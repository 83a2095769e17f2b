use std::path::Path;

use serde::{Deserialize, Serialize};
use tokio_util::sync::CancellationToken;

use super::{page_size, RepoRef, User};
use crate::error::{GfError, Result};
use crate::forge::client::{safe_file_name, Client, Download};
use crate::forge::page::unwrap_list;
use crate::forge::request::{segment, ApiRequest};
use crate::forge::time::FlexTime;

const LIST_KEY: &str = "releaseTagModelList";

#[derive(Debug, Clone, Serialize, Deserialize)]
#[serde(rename_all = "camelCase")]
pub struct Release {
    #[serde(default)]
    pub id: String,
    #[serde(default)]
    pub title: String,
    #[serde(default)]
    pub description: Option<String>,
    pub tag_name: String,
    #[serde(default, alias = "draft")]
    pub is_draft: bool,
    #[serde(default, rename = "preRelease", alias = "isPrerelease")]
    pub is_prerelease: bool,
    #[serde(default)]
    pub created_at: FlexTime,
    #[serde(default)]
    pub published_at: Option<FlexTime>,
    #[serde(default)]
    pub author: Option<User>,
    #[serde(default)]
    pub attachment_files: Vec<ReleaseAsset>,
}

#[derive(Debug, Clone, Serialize, Deserialize)]
#[serde(rename_all = "camelCase")]
pub struct ReleaseAsset {
    #[serde(default)]
    pub id: String,
    #[serde(alias = "fileName")]
    pub name: String,
    #[serde(default)]
    pub size: Option<u64>,
}

#[derive(Debug, Clone, Default, Serialize)]
#[serde(rename_all = "camelCase")]
pub struct NewRelease {
    pub tag_name: String,
    pub title: String,
    pub description: String,
    pub pre_release: bool,
    pub is_draft: bool,
}

/// Fields to change on an existing release; `None` keeps the current value.
#[derive(Debug, Clone, Default)]
pub struct ReleasePatch {
    pub title: Option<String>,
    pub description: Option<String>,
    pub pre_release: Option<bool>,
}

/// Complete body the edit endpoint insists on.
#[derive(Debug, Serialize)]
#[serde(rename_all = "camelCase")]
struct ReleaseUpdate<'a> {
    title: &'a str,
    description: &'a str,
    tag_name: &'a str,
    pre_release: bool,
}

pub struct Releases<'a> {
    client: &'a Client,
    repo: &'a RepoRef,
}

impl<'a> Releases<'a> {
    pub(crate) fn new(client: &'a Client, repo: &'a RepoRef) -> Self {
        Self { client, repo }
    }

    /// Releases on the first page plus the server's total count.
    pub async fn list_with_total(
        &self,
        cancel: &CancellationToken,
        limit: Option<usize>,
    ) -> Result<(Vec<Release>, u64)> {
        let req = ApiRequest::get(self.repo.path("/release"))
            .query("page", 0)
            .query("size", page_size(limit));
        let body = self.client.json(cancel, &req).await?;
        let paged = unwrap_list(body, LIST_KEY)?;
        let total = paged.total();
        Ok((paged.items, total))
    }

    /// Looks a release up by tag; the server answers with a list.
    pub async fn get(&self, cancel: &CancellationToken, tag: &str) -> Result<Release> {
        let req = ApiRequest::get(self.repo.path("/release")).query("tagName", tag);
        let body = self.client.json(cancel, &req).await?;
        unwrap_list::<Release>(body, LIST_KEY)?
            .items
            .into_iter()
            .find(|r| r.tag_name == tag)
            .ok_or(GfError::NotFound)
    }

    pub async fn create(&self, cancel: &CancellationToken, new: &NewRelease) -> Result<Release> {
        if new.tag_name.trim().is_empty() {
            return Err(GfError::InvalidInput("tag name must not be empty".into()));
        }
        let mut new = new.clone();
        if new.title.trim().is_empty() {
            new.title = new.tag_name.clone();
        }
        let req = ApiRequest::post(self.repo.path("/release")).json(&new)?;
        self.client.json(cancel, &req).await
    }

    /// Fetches the release and sends it back whole with `patch` applied.
    pub async fn update(
        &self,
        cancel: &CancellationToken,
        tag: &str,
        patch: &ReleasePatch,
    ) -> Result<Release> {
        let current = self.get(cancel, tag).await?;
        let body = ReleaseUpdate {
            title: patch.title.as_deref().unwrap_or(&current.title),
            description: patch
                .description
                .as_deref()
                .or(current.description.as_deref())
                .unwrap_or_default(),
            tag_name: &current.tag_name,
            pre_release: patch.pre_release.unwrap_or(current.is_prerelease),
        };
        let req = ApiRequest::put(self.release_path(&current, "")).json(&body)?;
        match self.client.execute(cancel, &req).await? {
            Some(updated) => Ok(updated),
            None => self.get(cancel, tag).await,
        }
    }

    pub async fn delete(&self, cancel: &CancellationToken, tag: &str) -> Result<()> {
        let release = self.get(cancel, tag).await?;
        let req = ApiRequest::delete(self.release_path(&release, ""));
        self.client.send(cancel, &req).await
    }

    /// Attaches a local file to the release. Returns the stored asset name.
    pub async fn upload(&self, cancel: &CancellationToken, tag: &str, file: &Path) -> Result<String> {
        let name = file
            .to_str()
            .and_then(safe_file_name)
            .ok_or_else(|| GfError::InvalidInput(format!("invalid file name: {}", file.display())))?;
        let release = self.get(cancel, tag).await?;
        let reader = tokio::fs::File::open(file).await?;
        self.client
            .upload(cancel, &self.release_path(&release, "/file"), "files", &name, reader)
            .await?;
        Ok(name)
    }

    /// Starts downloading the asset called `name` from the release.
    pub async fn download_asset(
        &self,
        cancel: &CancellationToken,
        tag: &str,
        name: &str,
    ) -> Result<(ReleaseAsset, Download)> {
        let release = self.get(cancel, tag).await?;
        let asset = release
            .attachment_files
            .iter()
            .find(|a| a.name == name)
            .cloned()
            .ok_or(GfError::NotFound)?;
        let path = self.release_path(&release, &format!("/file/{}", segment(&asset.id)));
        let download = self.client.download(cancel, &ApiRequest::get(path)).await?;
        Ok((asset, download))
    }

    fn release_path(&self, release: &Release, suffix: &str) -> String {
        self.repo
            .path(&format!("/release/{}{suffix}", segment(&release.id)))
    }
}

#[cfg(test)]
mod tests {
    use super::*;
    use crate::forge::services::test_support::{client_for, repo};
    use mockito::{Matcher, Server};
    use serde_json::json;

    fn release_list(tag: &str) -> String {
        json!({"_embedded": {"releaseTagModelList": [{
            "id": "rel-uuid",
            "title": "First",
            "description": "Initial release",
            "tagName": tag,
            "preRelease": true,
            "createdAt": "2024-01-01T00:00:00Z",
            "attachmentFiles": [{"id": "file-1", "name": "app.tar.gz", "size": 3}]
        }]}})
        .to_string()
    }

    #[tokio::test]
    async fn update_sends_complete_representation() {
        let mut server = Server::new_async().await;
        server
            .mock("GET", "/project/o/r/release")
            .match_query(Matcher::UrlEncoded("tagName".into(), "v1.0.0".into()))
            .with_status(200)
            .with_body(release_list("v1.0.0"))
            .create_async()
            .await;
        let put = server
            .mock("PUT", "/project/o/r/release/rel-uuid")
            .match_body(Matcher::Json(json!({
                "title": "Stable",
                "description": "Initial release",
                "tagName": "v1.0.0",
                "preRelease": true
            })))
            .with_status(200)
            .with_body(r#"{"id":"rel-uuid","title":"Stable","tagName":"v1.0.0","preRelease":true}"#)
            .create_async()
            .await;

        let client = client_for(&server);
        let repo = repo();
        let patch = ReleasePatch {
            title: Some("Stable".into()),
            ..Default::default()
        };
        let updated = client
            .releases(&repo)
            .update(&CancellationToken::new(), "v1.0.0", &patch)
            .await
            .unwrap();

        put.assert_async().await;
        assert_eq!(updated.title, "Stable");
    }

    #[tokio::test]
    async fn missing_tag_is_not_found() {
        let mut server = Server::new_async().await;
        server
            .mock("GET", "/project/o/r/release")
            .match_query(Matcher::Any)
            .with_status(200)
            .with_body(r#"{"page":{"totalElements":0}}"#)
            .create_async()
            .await;

        let client = client_for(&server);
        let repo = repo();
        let err = client
            .releases(&repo)
            .delete(&CancellationToken::new(), "v9")
            .await
            .unwrap_err();
        assert!(err.is_not_found());
    }

    #[tokio::test]
    async fn delete_uses_release_uuid() {
        let mut server = Server::new_async().await;
        server
            .mock("GET", "/project/o/r/release")
            .match_query(Matcher::Any)
            .with_status(200)
            .with_body(release_list("v2"))
            .create_async()
            .await;
        let delete = server
            .mock("DELETE", "/project/o/r/release/rel-uuid")
            .with_status(204)
            .create_async()
            .await;

        let client = client_for(&server);
        let repo = repo();
        client
            .releases(&repo)
            .delete(&CancellationToken::new(), "v2")
            .await
            .unwrap();
        delete.assert_async().await;
    }

    #[tokio::test]
    async fn list_reports_total() {
        let mut server = Server::new_async().await;
        server
            .mock("GET", "/project/o/r/release")
            .match_query(Matcher::Any)
            .with_status(200)
            .with_body(
                json!({
                    "_embedded": {"releaseTagModelList": [{"tagName": "v3"}, {"tagName": "v2"}]},
                    "page": {"size": 2, "totalElements": 7, "totalPages": 4, "number": 0}
                })
                .to_string(),
            )
            .create_async()
            .await;

        let client = client_for(&server);
        let repo = repo();
        let (items, total) = client
            .releases(&repo)
            .list_with_total(&CancellationToken::new(), Some(2))
            .await
            .unwrap();
        assert_eq!(items.len(), 2);
        assert_eq!(total, 7);
    }

    #[tokio::test]
    async fn upload_posts_file_to_release() {
        let mut server = Server::new_async().await;
        server
            .mock("GET", "/project/o/r/release")
            .match_query(Matcher::Any)
            .with_status(200)
            .with_body(release_list("v1"))
            .create_async()
            .await;
        let upload = server
            .mock("POST", "/project/o/r/release/rel-uuid/file")
            .match_body(Matcher::Regex(r#"filename="notes.txt""#.into()))
            .with_status(200)
            .create_async()
            .await;

        let dir = tempfile::tempdir().unwrap();
        let path = dir.path().join("notes.txt");
        std::fs::write(&path, "hello").unwrap();

        let client = client_for(&server);
        let repo = repo();
        let name = client
            .releases(&repo)
            .upload(&CancellationToken::new(), "v1", &path)
            .await
            .unwrap();

        upload.assert_async().await;
        assert_eq!(name, "notes.txt");
    }

    #[tokio::test]
    async fn download_asset_by_name() {
        let mut server = Server::new_async().await;
        server
            .mock("GET", "/project/o/r/release")
            .match_query(Matcher::Any)
            .with_status(200)
            .with_body(release_list("v1"))
            .create_async()
            .await;
        server
            .mock("GET", "/project/o/r/release/rel-uuid/file/file-1")
            .with_status(200)
            .with_body("abc")
            .create_async()
            .await;

        let client = client_for(&server);
        let repo = repo();
        let cancel = CancellationToken::new();
        let releases = client.releases(&repo);
        let (asset, download) = releases.download_asset(&cancel, "v1", "app.tar.gz").await.unwrap();
        assert_eq!(asset.size, Some(3));
        let mut out = Vec::new();
        download.write_to(&cancel, &mut out, |_| {}).await.unwrap();
        assert_eq!(out, b"abc");

        let err = releases.download_asset(&cancel, "v1", "missing.zip").await.unwrap_err();
        assert!(err.is_not_found());
    }
}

[PROBLEM TO SOLVE]:
Find each line of the data above that holds the word "None", then copy it.

[SOLUTION]:
/// Fields to change on an existing release; `None` keeps the current value.
            None => self.get(cancel, tag).await,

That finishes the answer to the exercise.